Pourquoi j'avais fuis ? Avant cet épisode, je ne connaissais même pas le sens du mot lâche... mais il faut croire que cette fois-ci, la peur m'avait donné des ailes. Peut-être aussi que je ne suis pas resté, face à la police, mon crime sur les épaules et le cadavre à mes pieds ; peut-être que je ne suis pas rester pour pouvoir protéger Tyana. Plus de père, et une mère en plein dans la merde, il ne lui aurait resté personne si j'étais rester dans cette maison du diable.
-Elle est bien bonne, celle-là ! Combien de temps encore je vais me voiler la face ? Qu'est-ce que je vais encore bien pouvoir inventer pour me justifier ? Je ne l'ai pas protégée : je l'ai embarquée ! La différence est imposante ! Je ne lui ai pas laissé le choix, aucune ouverture pour s'échapper !, m'exclamai-je à voix haute, sûrement à ma propre intention plutôt qu'au barman (ce dernier se sentait énormément impliqué, étant donné que l'alcool responsable de mon état provenait de ses bouteilles)

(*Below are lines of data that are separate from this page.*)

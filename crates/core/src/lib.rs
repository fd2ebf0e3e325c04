//! Roster domain core.
//!
//! Pure types and rules with no I/O: key aliases, the error taxonomy shared by
//! the repository and HTTP layers, list windows and page results, and input
//! validation for writable records.

pub mod employee;
pub mod error;
pub mod pagination;
pub mod types;
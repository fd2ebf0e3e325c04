//! Route table plus middleware, assembled in one place for the binary and the
//! HTTP tests.

use std::time::Duration;

use axum::http::header::CONTENT_TYPE;
use axum::http::{HeaderName, Method, StatusCode};
use axum::Router;
use tower_http::catch_panic::CatchPanicLayer;
use tower_http::cors::CorsLayer;
use tower_http::request_id::{MakeRequestUuid, PropagateRequestIdLayer, SetRequestIdLayer};
use tower_http::timeout::TimeoutLayer;
use tower_http::trace::{DefaultMakeSpan, DefaultOnResponse, TraceLayer};
use tracing::Level;

use crate::config::ServerConfig;
use crate::routes;
use crate::state::AppState;

/// Mount `/health` and the resource routes, then wrap them in middleware.
///
/// Layers added later run first on the way in: CORS sees the request before
/// the request id is assigned, and the trace span records that id. The
/// timeout answers 408 with an empty body, so the pool's acquire timeout
/// must expire before it for storage outages to surface as 503.
pub fn build_app_router(state: AppState, config: &ServerConfig) -> Router {
    let cors = build_cors_layer(config);
    let request_id_header = HeaderName::from_static("x-request-id");

    Router::new()
        .merge(routes::health::router())
        .merge(routes::api_routes())
        .layer(CatchPanicLayer::new())
        .layer(TimeoutLayer::with_status_code(
            StatusCode::REQUEST_TIMEOUT,
            Duration::from_secs(config.request_timeout_secs),
        ))
        .layer(PropagateRequestIdLayer::new(request_id_header.clone()))
        .layer(
            TraceLayer::new_for_http()
                .make_span_with(DefaultMakeSpan::new().level(Level::INFO))
                .on_response(DefaultOnResponse::new().level(Level::INFO)),
        )
        .layer(SetRequestIdLayer::new(request_id_header, MakeRequestUuid))
        .layer(cors)
        .with_state(state)
}

/// CORS for the configured origins. An origin that is not a valid header
/// value panics at startup.
pub fn build_cors_layer(config: &ServerConfig) -> CorsLayer {
    let origins: Vec<_> = config
        .cors_origins
        .iter()
        .map(|o| {
            o.parse()
                .unwrap_or_else(|e| panic!("Invalid CORS origin '{o}': {e}"))
        })
        .collect();

    CorsLayer::new()
        .allow_origin(origins)
        .allow_methods([Method::GET, Method::POST, Method::PUT, Method::DELETE])
        .allow_headers([CONTENT_TYPE])
        .max_age(Duration::from_secs(3600))
}
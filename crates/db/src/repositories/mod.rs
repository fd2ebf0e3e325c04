//! Repository layer.
//!
//! Each repository is a zero-sized struct that describes its table as a
//! [`Collection`](crate::reader::Collection) and exposes async methods that
//! accept `&PgPool` as the first argument. Reads delegate to
//! [`CollectionReader`](crate::reader::CollectionReader).

pub mod actor_repo;
pub mod employee_repo;
pub mod film_repo;

pub use actor_repo::ActorRepo;
pub use employee_repo::EmployeeRepo;
pub use film_repo::FilmRepo;
//! Actor entity model from the Sakila sample schema.

use roster_core::types::{ActorId, Timestamp};
use serde::Serialize;
use sqlx::FromRow;

/// A row from the `actor` table.
#[derive(Debug, Clone, PartialEq, Eq, FromRow, Serialize)]
pub struct Actor {
    pub actor_id: ActorId,
    pub first_name: String,
    pub last_name: String,
    pub last_update: Timestamp,
}
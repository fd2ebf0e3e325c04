//! Request extractors whose rejections render as [`AppError`] JSON.
//!
//! They wrap axum's `Json`, `Query` and `Path`; a body, query string or path
//! segment that fails to parse becomes a 400 `INVALID_ARGUMENT` instead of
//! axum's plain-text rejection.

use axum::extract::{FromRequest, FromRequestParts, Path, Query};
use axum::Json;

use crate::error::AppError;

#[derive(Debug, FromRequest)]
#[from_request(via(Json), rejection(AppError))]
pub struct AppJson<T>(pub T);

#[derive(Debug, FromRequestParts)]
#[from_request(via(Query), rejection(AppError))]
pub struct AppQuery<T>(pub T);

#[derive(Debug, FromRequestParts)]
#[from_request(via(Path), rejection(AppError))]
pub struct AppPath<T>(pub T);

-Je vous sers autre chose ?
-Un aut' cocktail s'il vous plait..., bredouillai-je.
-Allons-y pour un cocktail !
Un cocktail...
Un cocktail de conneries, oui !
Un coup de feu et j'ai mis la vie de ma soeur en danger. En tuant ses parents, en l'emmenant avec moi, je l'avais peut-être protégée, mais en même temps, je la détruisais à petit feu. Mais qu'est-ce que je peux dire comme connerie, moi, quand j'ai trop bu !
Une jeune femme se glissa discrètement près du bar. Même si elle ne m'approchait pas, j'ai su par ses regards timides et irritants qu'elle prenait son courage à deux mains pour m'aborder.

-Pardon mais, tu danses ?
-Pardon mais non.
Je bus une gorgée de mon verre, presqu'en l'ignorant. Il faut qu'elle parte. Il le faut impérativement. Je ne vais pas la supporter très longtemps.
-Pourquoi ? Je suis trop laide ? Trop grosse ?, ricana-t-elle comme si tous ces propos étaient strictement impossibles et ridicules.
-Non, rien de tout ça...
-Alors quoi ? Tu sais pas danser ?
Je ne vais pas la supporter très longtemps...
-Tu sais, c'est pas compliqué le slow. Allez, viens !
Elle me prit le bras et, surpris par sa force (et ivre mort), je me laissai entraîner sur la piste illuminée de spots criards.

-Voilà, prend moi la main, comme ça. Tu vois que t'y arrives.
-Prenez moi pour un kéké...
-On se tutoie, hein ? J't'aime bien. T'es mignon.